A marca de roupas Prada, a fabricante de relógios Rolex, a designer de joias Cartier e as marcas de moda Chanel e Burberry ocuparam do quarto ao oitavo lugar na lista do luxo, respectivamente. O valor da Burberry subiu 42%, para US$ 5,9 bilhões, o crescimento mais rápido no segmento, depois que a empresa com sede em Londres interrompeu algumas promoções de roupas impermeáveis e produtos de couro, disse Millward Brown.

A Coach e a Fendi completaram o top 10 da lista do luxo, embora ambas as marcas tenham perdido valor. A Coach, em nono lugar, caiu 4%, para US$ 3,1 bilhões, depois que suas bolsas perderam mercado nos EUA em meio a produtos mais baratos, disse Kourovskaia. A Fendi mergulhou 17% para US$ 3 bilhões, depois que a falta de investimento de sua proprietária LVMH levou a marca a ser vista como menos relevante pelos novos consumidores de luxo, disse ela.

Embora ambas as marcas pareçam ter amargado um impulso negativo em termos de percepção de marca, reconquistar clientes “é uma longa jornada”, disse Kourovskaia.

O estudo da Millward Brown, que classifica o valor das marcas por seus lucros e receitas potenciais, se baseia em entrevistas com mais de 2 milhões de consumidores e em análises do desempenho das empresas.

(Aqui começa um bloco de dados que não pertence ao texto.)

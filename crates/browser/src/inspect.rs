//! Page capture for protection checks.

use crate::cdp::CdpClient;
use crate::protection::{detect, Protection};
use crate::supervisor::BrowserHandle;
use async_trait::async_trait;
use formpilot_core::{Error, Result};
use serde_json::Value;
use std::collections::HashMap;
use std::time::Duration;
use tracing::{debug, warn};

const STATUS_JS: &str = "(() => { const e = performance.getEntriesByType('navigation')[0]; \
                         return e && e.responseStatus ? e.responseStatus : 0; })()";
const HTML_JS: &str = "document.documentElement ? document.documentElement.outerHTML : ''";

/// What the detector needs to know about a loaded page.
#[derive(Debug, Clone, Default, PartialEq, Eq)]
pub struct PageSnapshot {
    pub url: String,
    pub status: u16,
    pub headers: HashMap<String, String>,
    pub html: String,
}

impl PageSnapshot {
    pub fn protection(&self) -> Protection {
        detect(self.status, &self.headers, &self.html)
    }
}

#[async_trait]
pub trait PageInspector: Send + Sync {
    /// Navigate the browser to `url` and capture the loaded page.
    async fn load(&self, handle: &BrowserHandle, url: &str) -> Result<PageSnapshot>;

    /// Capture whatever page is showing. `None` while still on `about:blank`.
    async fn capture(&self, handle: &BrowserHandle) -> Result<Option<PageSnapshot>>;
}

/// Inspects pages over the DevTools protocol of the supervised browser.
pub struct CdpPageInspector {
    client: reqwest::Client,
    load_timeout: Duration,
}

impl CdpPageInspector {
    pub fn new() -> Self {
        let client = reqwest::Client::builder()
            .no_proxy()
            .timeout(Duration::from_secs(5))
            .build()
            .unwrap_or_else(|_| reqwest::Client::new());
        Self {
            client,
            load_timeout: Duration::from_secs(30),
        }
    }

    async fn page_ws_url(&self, http_base: &str) -> Result<String> {
        let url = format!("{}/json/list", http_base);
        for attempt in 0..10 {
            if attempt > 0 {
                tokio::time::sleep(Duration::from_millis(300)).await;
            }
            let Ok(resp) = self.client.get(&url).send().await else {
                continue;
            };
            let Ok(targets) = resp.json::<Vec<Value>>().await else {
                continue;
            };
            if let Some(ws) = first_page_target(&targets) {
                return Ok(ws);
            }
        }
        Err(Error::Http(format!("no page target listed at {}", url)))
    }

    async fn connect(&self, handle: &BrowserHandle) -> Result<CdpClient> {
        let ws = self.page_ws_url(&handle.http_base).await?;
        CdpClient::connect(&ws).await
    }
}

impl Default for CdpPageInspector {
    fn default() -> Self {
        Self::new()
    }
}

#[async_trait]
impl PageInspector for CdpPageInspector {
    async fn load(&self, handle: &BrowserHandle, url: &str) -> Result<PageSnapshot> {
        let cdp = self.connect(handle).await?;
        cdp.enable_domain("Page").await?;
        cdp.enable_domain("Network").await?;

        let mut responses = cdp.subscribe_event("Network.responseReceived").await;
        let mut loaded = cdp.subscribe_event("Page.loadEventFired").await;

        cdp.navigate(url).await?;
        if tokio::time::timeout(self.load_timeout, loaded.recv())
            .await
            .is_err()
        {
            warn!(url = url, "Page load event not seen, capturing anyway");
        }

        let mut document = None;
        while let Ok(event) = responses.try_recv() {
            if let Some(found) = document_response(&event) {
                document = Some(found);
                break;
            }
        }

        let (status, headers) = match document {
            Some(found) => found,
            None => (navigation_status(&cdp).await, HashMap::new()),
        };
        let html = page_html(&cdp).await?;
        let current = cdp
            .evaluate_js("location.href")
            .await?
            .as_str()
            .unwrap_or(url)
            .to_string();

        debug!(url = %current, status, bytes = html.len(), "Captured page");
        Ok(PageSnapshot {
            url: current,
            status,
            headers,
            html,
        })
    }

    async fn capture(&self, handle: &BrowserHandle) -> Result<Option<PageSnapshot>> {
        let cdp = self.connect(handle).await?;
        let current = cdp
            .evaluate_js("location.href")
            .await?
            .as_str()
            .unwrap_or_default()
            .to_string();
        if current.is_empty() || current == "about:blank" {
            return Ok(None);
        }

        let status = navigation_status(&cdp).await;
        let html = page_html(&cdp).await?;
        Ok(Some(PageSnapshot {
            url: current,
            status,
            headers: HashMap::new(),
            html,
        }))
    }
}

/// Status of the current document; 200 when the timing API has none.
async fn navigation_status(cdp: &CdpClient) -> u16 {
    match cdp.evaluate_js(STATUS_JS).await {
        Ok(v) => match v.as_u64() {
            Some(code) if code > 0 && code < 1000 => code as u16,
            _ => 200,
        },
        Err(e) => {
            debug!("navigation status unavailable: {}", e);
            200
        }
    }
}

async fn page_html(cdp: &CdpClient) -> Result<String> {
    Ok(cdp
        .evaluate_js(HTML_JS)
        .await?
        .as_str()
        .unwrap_or_default()
        .to_string())
}

/// `webSocketDebuggerUrl` of the first `page` target in a `/json/list` payload.
fn first_page_target(targets: &[Value]) -> Option<String> {
    targets
        .iter()
        .filter(|t| t.get("type").and_then(|v| v.as_str()) == Some("page"))
        .find_map(|t| t.get("webSocketDebuggerUrl").and_then(|v| v.as_str()))
        .map(str::to_string)
}

/// Status and headers from a `Network.responseReceived` event for a document.
fn document_response(event: &Value) -> Option<(u16, HashMap<String, String>)> {
    if event.get("type").and_then(|v| v.as_str()) != Some("Document") {
        return None;
    }
    let response = event.get("response")?;
    let status = response.get("status").and_then(|v| v.as_f64())? as u16;
    let headers = response
        .get("headers")
        .and_then(|h| h.as_object())
        .map(|obj| {
            obj.iter()
                .map(|(k, v)| {
                    let value = v.as_str().map(str::to_string).unwrap_or_else(|| v.to_string());
                    (k.clone(), value)
                })
                .collect()
        })
        .unwrap_or_default();
    Some((status, headers))
}

#[cfg(test)]
mod tests {
    use super::*;
    use crate::protection::BlockReason;
    use serde_json::json;

    #[test]
    fn test_first_page_target_skips_workers() {
        let targets = vec![
            json!({"type": "service_worker", "webSocketDebuggerUrl": "ws://x/worker"}),
            json!({"type": "page", "webSocketDebuggerUrl": "ws://x/page/1"}),
            json!({"type": "page", "webSocketDebuggerUrl": "ws://x/page/2"}),
        ];
        assert_eq!(first_page_target(&targets).as_deref(), Some("ws://x/page/1"));
        assert_eq!(first_page_target(&[]), None);
    }

    #[test]
    fn test_document_response_extracts_status_and_headers() {
        let event = json!({
            "type": "Document",
            "response": {
                "url": "https://apply.example.edu/",
                "status": 403,
                "headers": {"Server": "cloudflare", "cf-ray": "8a1b2c3d"}
            }
        });
        let (status, headers) = document_response(&event).unwrap();
        assert_eq!(status, 403);
        assert_eq!(headers.get("Server").map(String::as_str), Some("cloudflare"));
    }

    #[test]
    fn test_document_response_ignores_subresources() {
        let event = json!({"type": "Script", "response": {"status": 200, "headers": {}}});
        assert!(document_response(&event).is_none());
    }

    #[test]
    fn test_snapshot_protection() {
        let snapshot = PageSnapshot {
            url: "https://apply.example.edu/".into(),
            status: 429,
            headers: HashMap::new(),
            html: "too many requests".into(),
        };
        assert_eq!(
            snapshot.protection(),
            Protection::Blocked(BlockReason::RateLimited)
        );
    }
}
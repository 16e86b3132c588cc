use thiserror::Error;

#[derive(Error, Debug)]
pub enum Error {
    #[error("Invalid job spec: {0}")]
    InvalidSpec(String),

    #[error("Not found: {0}")]
    NotFound(String),

    #[error("Invalid state: {0}")]
    InvalidState(String),

    #[error("Browser not found: {0}")]
    BrowserNotFound(String),

    #[error("Browser attach timed out: {0}")]
    AttachTimeout(String),

    #[error("Site protection detected: {0}")]
    ProtectionDetected(String),

    #[error("Automation engine unavailable: {0}")]
    EngineUnavailable(String),

    #[error("Automation engine failed: {0}")]
    EngineExecution(String),

    #[error("Config error: {0}")]
    Config(String),

    #[error("IO error: {0}")]
    Io(#[from] std::io::Error),

    #[error("JSON error: {0}")]
    Json(#[from] serde_json::Error),

    #[error("HTTP error: {0}")]
    Http(String),

    #[error("{0}")]
    Other(String),
}

impl Error {
    /// Errors the request surface reports synchronously (bad request, unknown
    /// job, wrong lifecycle state) as opposed to failures recorded on a job.
    pub fn is_caller_error(&self) -> bool {
        matches!(
            self,
            Error::InvalidSpec(_) | Error::NotFound(_) | Error::InvalidState(_)
        )
    }
}

pub type Result<T> = std::result::Result<T, Error>;

#[cfg(test)]
mod tests {
    use super::*;

    #[test]
    fn test_caller_errors() {
        assert!(Error::InvalidSpec("mode".into()).is_caller_error());
        assert!(Error::NotFound("job".into()).is_caller_error());
        assert!(Error::InvalidState("done".into()).is_caller_error());
        assert!(!Error::AttachTimeout("refused".into()).is_caller_error());
        assert!(!Error::EngineUnavailable("no key".into()).is_caller_error());
    }

    #[test]
    fn test_display_includes_detail() {
        let err = Error::AttachTimeout("Connection refused".into());
        assert_eq!(err.to_string(), "Browser attach timed out: Connection refused");
    }
}
use chrono::{DateTime, Utc};
use serde::{Deserialize, Serialize};

use crate::error::{Error, Result};

/// Opaque job identifier (UUID v4 string).
pub type JobId = String;

/// Lifecycle state of a job.
#[derive(Debug, Clone, Copy, Serialize, Deserialize, PartialEq, Eq, Hash)]
#[serde(rename_all = "snake_case")]
pub enum JobState {
    Queued,
    Starting,
    Initializing,
    LaunchingBrowser,
    Running,
    /// Site protection stopped this attempt. No further transitions.
    Blocked,
    Reviewing,
    AwaitingConfirmation,
    Submitting,
    Completed,
    Cancelled,
    Error,
}

impl JobState {
    pub fn as_str(&self) -> &'static str {
        match self {
            JobState::Queued => "queued",
            JobState::Starting => "starting",
            JobState::Initializing => "initializing",
            JobState::LaunchingBrowser => "launching_browser",
            JobState::Running => "running",
            JobState::Blocked => "blocked",
            JobState::Reviewing => "reviewing",
            JobState::AwaitingConfirmation => "awaiting_confirmation",
            JobState::Submitting => "submitting",
            JobState::Completed => "completed",
            JobState::Cancelled => "cancelled",
            JobState::Error => "error",
        }
    }

    /// True for states with no outgoing transitions (blocked included).
    pub fn is_terminal(&self) -> bool {
        matches!(
            self,
            JobState::Blocked | JobState::Completed | JobState::Cancelled | JobState::Error
        )
    }

    /// States that reset progress to zero on entry.
    pub fn resets_progress(&self) -> bool {
        matches!(self, JobState::Blocked | JobState::Error)
    }

    /// Structural edges of the lifecycle graph. Mode-specific edges
    /// (`running -> completed` only for full-auto, the review branch only
    /// for review) are checked by [`JobMode::permits`].
    pub fn can_transition_to(&self, next: JobState) -> bool {
        use JobState::*;
        if self.is_terminal() {
            return false;
        }
        match (self, next) {
            (_, Error) | (_, Cancelled) => true,
            (Queued, Starting)
            | (Starting, Initializing)
            | (Initializing, LaunchingBrowser)
            | (LaunchingBrowser, Running)
            | (Running, Blocked)
            | (Running, Reviewing)
            | (Running, Completed)
            | (Reviewing, AwaitingConfirmation)
            | (AwaitingConfirmation, Submitting)
            | (Submitting, Blocked)
            | (Submitting, Completed) => true,
            _ => false,
        }
    }
}

impl std::fmt::Display for JobState {
    fn fmt(&self, f: &mut std::fmt::Formatter<'_>) -> std::fmt::Result {
        f.write_str(self.as_str())
    }
}

/// How much autonomy a job has over the final, irrevocable site action.
#[derive(Debug, Clone, Copy, Serialize, Deserialize, PartialEq, Eq)]
#[serde(rename_all = "snake_case")]
pub enum JobMode {
    /// Park before the final step until a human decides.
    #[serde(alias = "semi")]
    Review,
    /// Submit without review. Must be requested explicitly at creation.
    #[serde(alias = "full")]
    FullAuto,
}

impl JobMode {
    pub fn parse(s: &str) -> Option<Self> {
        match s.trim().to_lowercase().as_str() {
            "review" | "semi" => Some(JobMode::Review),
            "full_auto" | "full-auto" | "fullauto" | "full" => Some(JobMode::FullAuto),
            _ => None,
        }
    }

    pub fn as_str(&self) -> &'static str {
        match self {
            JobMode::Review => "review",
            JobMode::FullAuto => "full_auto",
        }
    }

    /// Whether a transition into `next` from `from` is allowed in this mode.
    pub fn permits(&self, from: JobState, next: JobState) -> bool {
        match (self, from, next) {
            (JobMode::Review, JobState::Running, JobState::Completed) => false,
            (JobMode::FullAuto, _, JobState::Reviewing)
            | (JobMode::FullAuto, _, JobState::AwaitingConfirmation)
            | (JobMode::FullAuto, _, JobState::Submitting) => false,
            _ => true,
        }
    }
}

impl std::fmt::Display for JobMode {
    fn fmt(&self, f: &mut std::fmt::Formatter<'_>) -> std::fmt::Result {
        f.write_str(self.as_str())
    }
}

/// A reviewer's answer at the confirmation gate.
#[derive(Debug, Clone, Copy, Serialize, Deserialize, PartialEq, Eq)]
#[serde(rename_all = "lowercase")]
pub enum Decision {
    Submit,
    Cancel,
}

impl Decision {
    pub fn parse(s: &str) -> Option<Self> {
        match s.trim().to_lowercase().as_str() {
            "submit" | "approve" => Some(Decision::Submit),
            "cancel" => Some(Decision::Cancel),
            _ => None,
        }
    }
}

/// Account created on the target site during a run.
#[derive(Clone, Serialize, Deserialize, PartialEq, Eq)]
#[serde(rename_all = "camelCase")]
pub struct Credentials {
    pub identifier: String,
    pub secret: String,
    pub target: String,
}

impl std::fmt::Debug for Credentials {
    fn fmt(&self, f: &mut std::fmt::Formatter<'_>) -> std::fmt::Result {
        f.debug_struct("Credentials")
            .field("identifier", &self.identifier)
            .field("secret", &"[REDACTED]")
            .field("target", &self.target)
            .finish()
    }
}

/// Raw job request as received from a caller. Every field is optional so
/// that missing fields surface as `InvalidSpec` instead of a decode error.
#[derive(Debug, Clone, Serialize, Deserialize, Default)]
#[serde(rename_all = "camelCase")]
pub struct JobRequest {
    #[serde(default, alias = "university_name", alias = "universityName")]
    pub target: Option<String>,
    #[serde(default, alias = "student_id", alias = "studentId")]
    pub subject_id: Option<String>,
    #[serde(default, alias = "student_data", alias = "studentData")]
    pub profile: Option<serde_json::Value>,
    #[serde(default)]
    pub mode: Option<String>,
    #[serde(default, alias = "custom_prompt", alias = "customPrompt")]
    pub task: Option<String>,
    #[serde(default, alias = "start_url")]
    pub start_url: Option<String>,
}

impl JobRequest {
    pub fn validate(self) -> Result<JobSpec> {
        let mode_raw = self
            .mode
            .as_deref()
            .map(str::trim)
            .filter(|m| !m.is_empty())
            .ok_or_else(|| Error::InvalidSpec("mode is required (review or full_auto)".into()))?;
        let mode = JobMode::parse(mode_raw)
            .ok_or_else(|| Error::InvalidSpec(format!("unknown mode '{}'", mode_raw)))?;

        let target = self
            .target
            .map(|t| t.trim().to_string())
            .filter(|t| !t.is_empty())
            .ok_or_else(|| Error::InvalidSpec("target is required".into()))?;

        let profile = match self.profile {
            None | Some(serde_json::Value::Null) => serde_json::Value::Object(Default::default()),
            Some(v @ serde_json::Value::Object(_)) => v,
            Some(_) => return Err(Error::InvalidSpec("profile must be a JSON object".into())),
        };

        let start_url = match self.start_url.map(|u| u.trim().to_string()) {
            Some(u) if u.is_empty() => None,
            Some(u) if u.starts_with("http://") || u.starts_with("https://") => Some(u),
            Some(u) => {
                return Err(Error::InvalidSpec(format!(
                    "startUrl must be an http(s) URL, got '{}'",
                    u
                )))
            }
            None => None,
        };

        Ok(JobSpec {
            target,
            subject_id: self.subject_id.filter(|s| !s.trim().is_empty()),
            profile,
            mode,
            task: self.task.filter(|t| !t.trim().is_empty()),
            start_url,
        })
    }
}

/// A validated job specification.
#[derive(Debug, Clone, Serialize, Deserialize)]
#[serde(rename_all = "camelCase")]
pub struct JobSpec {
    pub target: String,
    pub subject_id: Option<String>,
    pub profile: serde_json::Value,
    pub mode: JobMode,
    pub task: Option<String>,
    pub start_url: Option<String>,
}

#[derive(Debug, Clone, Serialize, Deserialize, PartialEq, Eq)]
#[serde(rename_all = "camelCase")]
pub struct Transition {
    pub state: JobState,
    pub progress: u8,
    pub at: DateTime<Utc>,
}

/// Read-only view of a job handed out by the registry.
#[derive(Debug, Clone, Serialize, Deserialize)]
#[serde(rename_all = "camelCase")]
pub struct JobSnapshot {
    pub job_id: JobId,
    pub target: String,
    pub subject_id: Option<String>,
    pub mode: JobMode,
    pub state: JobState,
    pub progress: u8,
    pub last_message: Option<String>,
    pub messages: Vec<String>,
    pub credentials: Option<Credentials>,
    pub pending_decision: bool,
    pub blocked_reason: Option<String>,
    pub transitions: Vec<Transition>,
    pub created_at: DateTime<Utc>,
    pub updated_at: DateTime<Utc>,
}

impl JobSnapshot {
    pub fn visited(&self, state: JobState) -> bool {
        self.transitions.iter().any(|t| t.state == state)
    }
}

/// Emitted on every job change.
#[derive(Debug, Clone, Serialize, Deserialize)]
#[serde(rename_all = "camelCase")]
pub struct ProgressEvent {
    pub job_id: JobId,
    pub state: JobState,
    pub progress: u8,
    pub message: String,
    pub messages: Vec<String>,
    pub credentials: Option<Credentials>,
    pub timestamp: DateTime<Utc>,
}
//! Boundary to the external automation engine.
//!
//! The engine is the LLM-driven agent that actually reads pages and clicks.
//! Everything it reports is classified here into a [`RunOutcome`] so the
//! orchestrator never inspects free-text errors.

use async_trait::async_trait;
use formpilot_core::config::EngineConfig;
use formpilot_core::{Credentials, Decision, JobId};
use serde::{Deserialize, Serialize};
use serde_json::json;
use std::time::Duration;
use tracing::{debug, warn};

/// Engine errors containing any of these are site blocks, not bugs.
const BLOCKING_INDICATORS: &[&str] = &[
    "cloudflare",
    "captcha",
    "access denied",
    "rate limit",
    "too many requests",
    "verify you are human",
    "bot detection",
    "blocked",
];

/// Why a submission is allowed.
#[derive(Debug, Clone, Copy, PartialEq, Eq, Serialize)]
#[serde(rename_all = "snake_case")]
pub enum GrantBasis {
    FullAuto,
    ReviewerApproved,
}

/// Permission to perform the final, irrevocable site action.
///
/// Only this crate can mint one: either because the job was created in
/// full-auto mode or because a reviewer answered `submit`.
#[derive(Debug, Clone, PartialEq, Eq)]
pub struct SubmissionGrant {
    basis: GrantBasis,
}

impl SubmissionGrant {
    pub(crate) fn full_auto() -> Self {
        Self {
            basis: GrantBasis::FullAuto,
        }
    }

    pub(crate) fn from_decision(decision: Decision) -> Option<Self> {
        match decision {
            Decision::Submit => Some(Self {
                basis: GrantBasis::ReviewerApproved,
            }),
            Decision::Cancel => None,
        }
    }

    pub fn basis(&self) -> GrantBasis {
        self.basis
    }
}

#[derive(Debug, Clone, PartialEq, Eq)]
pub enum SubmissionAuthority {
    Withheld,
    Granted(SubmissionGrant),
}

impl SubmissionAuthority {
    pub fn allows_submission(&self) -> bool {
        matches!(self, SubmissionAuthority::Granted(_))
    }
}

/// Which part of the application an engine run covers.
#[derive(Debug, Clone, Copy, PartialEq, Eq, Serialize)]
#[serde(rename_all = "snake_case")]
pub enum RunPhase {
    /// Navigate and fill every form.
    Fill,
    /// Press the final submit button on an already filled form.
    Submit,
}

#[derive(Debug, Clone)]
pub struct EngineTask {
    pub job_id: JobId,
    pub prompt: String,
    /// Control channel of the supervised browser.
    pub cdp_url: String,
    pub phase: RunPhase,
    pub authority: SubmissionAuthority,
}

/// What a successful run reported.
#[derive(Debug, Clone, Default, PartialEq, Eq)]
pub struct RunHistory {
    pub ready_for_review: bool,
    pub summary: String,
    pub credentials: Option<Credentials>,
    pub steps: Vec<String>,
    pub documents_needed: Vec<String>,
}

#[derive(Debug, Clone, PartialEq, Eq)]
pub enum RunOutcome {
    Success(RunHistory),
    Blocked(String),
    Failed(String),
}

/// Map an engine error text to `Blocked` when it names a site block.
pub fn classify_failure(message: impl Into<String>) -> RunOutcome {
    let message = message.into();
    let lower = message.to_lowercase();
    if BLOCKING_INDICATORS.iter().any(|i| lower.contains(i)) {
        RunOutcome::Blocked(message)
    } else {
        RunOutcome::Failed(message)
    }
}

#[derive(Debug, Clone, Serialize)]
#[serde(rename_all = "camelCase")]
pub struct EngineHealth {
    pub configured: bool,
    pub reachable: bool,
    pub detail: String,
}

#[async_trait]
pub trait AutomationEngine: Send + Sync {
    /// Endpoint and credential present.
    fn is_configured(&self) -> bool;

    async fn health(&self) -> EngineHealth;

    async fn run(&self, task: EngineTask) -> RunOutcome;
}

#[derive(Debug, Deserialize)]
#[serde(rename_all = "camelCase")]
struct WireCredentials {
    #[serde(alias = "email", alias = "username")]
    identifier: String,
    #[serde(alias = "password")]
    secret: String,
    #[serde(default, alias = "university")]
    target: String,
}

#[derive(Debug, Deserialize)]
#[serde(rename_all = "camelCase")]
struct RunResponse {
    status: String,
    #[serde(default)]
    message: Option<String>,
    #[serde(default, alias = "ready_for_review")]
    ready_for_review: Option<bool>,
    #[serde(default, alias = "account_created")]
    credentials: Option<WireCredentials>,
    #[serde(default)]
    steps: Vec<String>,
    #[serde(default, alias = "documents_needed")]
    documents_needed: Vec<String>,
}

impl RunResponse {
    fn into_outcome(self) -> RunOutcome {
        let message = self.message.unwrap_or_default();
        match self.status.to_lowercase().as_str() {
            "success" | "completed" | "ok" => RunOutcome::Success(RunHistory {
                ready_for_review: self.ready_for_review.unwrap_or(true),
                summary: message,
                credentials: self.credentials.map(|c| Credentials {
                    identifier: c.identifier,
                    secret: c.secret,
                    target: c.target,
                }),
                steps: self.steps,
                documents_needed: self.documents_needed,
            }),
            "blocked" => RunOutcome::Blocked(if message.is_empty() {
                "engine reported a site block".to_string()
            } else {
                message
            }),
            other => classify_failure(if message.is_empty() {
                format!("engine returned status '{}'", other)
            } else {
                message
            }),
        }
    }
}

/// Talks to an automation engine service over HTTP.
pub struct HttpAutomationEngine {
    client: reqwest::Client,
    endpoint: Option<String>,
    api_key: Option<String>,
    model: String,
}

impl HttpAutomationEngine {
    pub fn from_config(config: &EngineConfig) -> Self {
        // Runs last minutes; the orchestrator owns the overall deadline.
        let client = reqwest::Client::builder()
            .connect_timeout(Duration::from_secs(10))
            .build()
            .unwrap_or_else(|_| reqwest::Client::new());
        Self {
            client,
            endpoint: config.endpoint(),
            api_key: config.resolved_api_key(),
            model: config.model.clone(),
        }
    }

    fn endpoint_url(&self, path: &str) -> Option<String> {
        self.endpoint.as_ref().map(|e| format!("{}{}", e, path))
    }
}

#[async_trait]
impl AutomationEngine for HttpAutomationEngine {
    fn is_configured(&self) -> bool {
        self.endpoint.is_some() && self.api_key.is_some()
    }

    async fn health(&self) -> EngineHealth {
        let Some(url) = self.endpoint_url("/health") else {
            return EngineHealth {
                configured: false,
                reachable: false,
                detail: "engine.endpoint is not set".to_string(),
            };
        };
        let configured = self.is_configured();

        let result = self
            .client
            .get(&url)
            .timeout(Duration::from_secs(5))
            .send()
            .await;
        let (reachable, mut detail) = match result {
            Ok(resp) if resp.status().is_success() => (true, "engine reachable".to_string()),
            Ok(resp) => (false, format!("engine health returned HTTP {}", resp.status().as_u16())),
            Err(e) => (false, format!("engine unreachable: {}", e)),
        };
        if !configured {
            detail = format!("API key missing; {}", detail);
        }
        EngineHealth {
            configured,
            reachable,
            detail,
        }
    }

    async fn run(&self, task: EngineTask) -> RunOutcome {
        let (Some(url), Some(key)) = (self.endpoint_url("/run"), self.api_key.as_ref()) else {
            return RunOutcome::Failed("automation engine is not configured".to_string());
        };

        let body = json!({
            "jobId": task.job_id,
            "task": task.prompt,
            "cdpUrl": task.cdp_url,
            "phase": task.phase,
            "allowSubmission": task.authority.allows_submission(),
            "model": self.model,
        });
        debug!(job_id = %task.job_id, phase = ?task.phase, "Dispatching engine run");

        let resp = match self.client.post(&url).bearer_auth(key).json(&body).send().await {
            Ok(r) => r,
            Err(e) => return RunOutcome::Failed(format!("engine request failed: {}", e)),
        };

        let status = resp.status();
        let text = match resp.text().await {
            Ok(t) => t,
            Err(e) => return RunOutcome::Failed(format!("engine response unreadable: {}", e)),
        };

        if !status.is_success() {
            warn!(job_id = %task.job_id, status = status.as_u16(), "Engine run returned an error status");
            return classify_failure(format!("engine HTTP {}: {}", status.as_u16(), text.trim()));
        }

        match serde_json::from_str::<RunResponse>(&text) {
            Ok(parsed) => parsed.into_outcome(),
            Err(e) => RunOutcome::Failed(format!("invalid engine response: {}", e)),
        }
    }
}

A Google Inc., proprietária do motor de buscas mais usado na internet, superou a Apple Inc., fabricante do iPhone, como a marca mais valiosa do mundo: seu valor estimado subiu 40 por cento, para US$ 159 bilhões, segundo a Millward Brown. A Apple caiu 20 por cento, para US$ 148 bilhões, ficando em segundo lugar. A Vuitton ocupou o 30º lugar no ranking em valor de marcas de todos os setores.